Die Ernte selbst geht mit einem Vollernter über die Bühne. Erst wird mit einem Roder das Kraut abgeschnitten, mit dem Vollernter - wie auch bei der Kartoffel - werden die Rüben aus dem Boden gezogen. Die Feldfrüchte kommen dann aber noch nicht direkt zu Hipp. In einem Lager sortieren die Landwirte die Rüben schon einmal vor, beispielsweise kommen krumm gewachsene Rüben gar nicht nach Pfaffenhofen. Wie die Hipp-Mitarbeiter erklären, kann die Produktion solche verwachsenen Karotten nicht annehmen: Womöglich ist in Falten oder Knicken sonst Reste, die sonst in der Maschine lande und die Arbeit so erschwere. Daher sollen die Karotten auch nicht verdreckt - also direkt vom Feld - zu Hipp kommen.

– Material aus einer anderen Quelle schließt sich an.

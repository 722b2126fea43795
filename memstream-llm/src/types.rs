//! Core types for LLM requests and responses, plus the structured
//! outputs each prompt asks for.

use serde::{Deserialize, Serialize};

/// Which model a request goes to.
#[derive(Debug, Clone, Copy, PartialEq, Eq, Serialize, Deserialize)]
#[serde(rename_all = "snake_case")]
pub enum LlmTier {
    /// Small model for short scoring and extraction calls.
    Fast,
    /// Larger model for reflection and synthesis.
    Deep,
}

impl LlmTier {
    /// Tier for the numeric `tier` field of a prompt file (1 = fast).
    #[must_use]
    pub fn from_level(level: u8) -> Self {
        if level <= 1 { Self::Fast } else { Self::Deep }
    }
}

/// A request to the LLM.
#[derive(Debug, Clone, Serialize)]
pub struct LlmRequest {
    /// System prompt (persona, rules, output format).
    pub system: String,
    /// User prompt (statements, transcript, instructions).
    pub user: String,
    /// Which model to use.
    pub tier: LlmTier,
    /// Maximum tokens to generate.
    pub max_tokens: u32,
    /// Temperature (0.0 = deterministic, 1.0 = creative).
    pub temperature: f32,
    /// Ask the backend for JSON-only output.
    pub json_mode: bool,
    /// Request timeout in milliseconds.
    pub timeout_ms: u64,
}

impl LlmRequest {
    /// A fast-tier request.
    #[must_use]
    pub fn fast(system: impl Into<String>, user: impl Into<String>) -> Self {
        Self {
            system: system.into(),
            user: user.into(),
            tier: LlmTier::Fast,
            max_tokens: 50,
            temperature: 0.0,
            json_mode: true,
            timeout_ms: 30_000,
        }
    }

    /// A deep-tier request.
    #[must_use]
    pub fn deep(system: impl Into<String>, user: impl Into<String>) -> Self {
        Self {
            system: system.into(),
            user: user.into(),
            tier: LlmTier::Deep,
            max_tokens: 300,
            temperature: 0.5,
            json_mode: true,
            timeout_ms: 30_000,
        }
    }

    /// Set the token limit.
    #[must_use]
    pub fn with_max_tokens(mut self, max_tokens: u32) -> Self {
        self.max_tokens = max_tokens;
        self
    }

    /// Set the temperature.
    #[must_use]
    pub fn with_temperature(mut self, temperature: f32) -> Self {
        self.temperature = temperature;
        self
    }

    /// Set the timeout.
    #[must_use]
    pub fn with_timeout(mut self, timeout_ms: u64) -> Self {
        self.timeout_ms = timeout_ms;
        self
    }
}

/// A response from the LLM.
#[derive(Debug, Clone, Deserialize)]
pub struct LlmResponse {
    /// The generated text.
    pub text: String,
    /// How many tokens were generated.
    pub tokens_generated: u32,
    /// Latency in milliseconds.
    pub latency_ms: u64,
    /// Which model was used.
    pub model: String,
}

// ---------------------------------------------------------------------------
// Structured outputs
// ---------------------------------------------------------------------------

/// `{"poignancy": 7}`
#[derive(Debug, Clone, Serialize, Deserialize)]
pub struct PoignancyResponse {
    /// 1–10 rating.
    pub poignancy: f32,
}

/// `{"questions": ["...", ...]}`
#[derive(Debug, Clone, Serialize, Deserialize)]
pub struct FocalPointsResponse {
    /// Salient questions.
    pub questions: Vec<String>,
}

/// One insight with the statement numbers it rests on.
#[derive(Debug, Clone, Serialize, Deserialize)]
pub struct InsightItem {
    /// The insight sentence.
    pub insight: String,
    /// Statement numbers as printed in the prompt.
    pub because_of: Vec<usize>,
}

/// `{"insights": [{"insight": "...", "because_of": [0, 3]}]}`
#[derive(Debug, Clone, Serialize, Deserialize)]
pub struct InsightsResponse {
    /// Insights in the order the model produced them.
    pub insights: Vec<InsightItem>,
}

/// `{"subject": "...", "predicate": "...", "object": "..."}`
#[derive(Debug, Clone, Serialize, Deserialize)]
pub struct TripleResponse {
    /// Who or what.
    pub subject: String,
    /// Relation.
    pub predicate: String,
    /// Target or state.
    pub object: String,
}

/// `{"thought": "..."}`
#[derive(Debug, Clone, Serialize, Deserialize)]
pub struct ThoughtResponse {
    /// One-sentence reflection.
    pub thought: String,
}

Die Gelegenheit sich die Arbeit auf dem Gelberübenfeld anzusehen nutzte gestern auch Ignaz Graf zu Toerring-Jettenbach. "Das Gut Englmannsberg ist ja seit etwa 400 Jahren im Besitz der Familie Graf Toerring", erklärt er. Auf seinem Grund seien ihm sowohl Bioanbau als auch Regionalität wichtig, erklärt er.

Bei Karottenkuchen und gewürzten Karottenstücken zogen die Beteiligten gestern schließlich ein positives Fazit. "Es ist gut, wenn man einmal direkt vor Ort spricht. Natürlich kann man schon mal geschimpft kriegen, wenn gschlampert gearbeitet wird. Aber nach heute gibt es sicher mehr Verständnis für die Probleme und Umstände des jeweils anderen", sagte Großmann.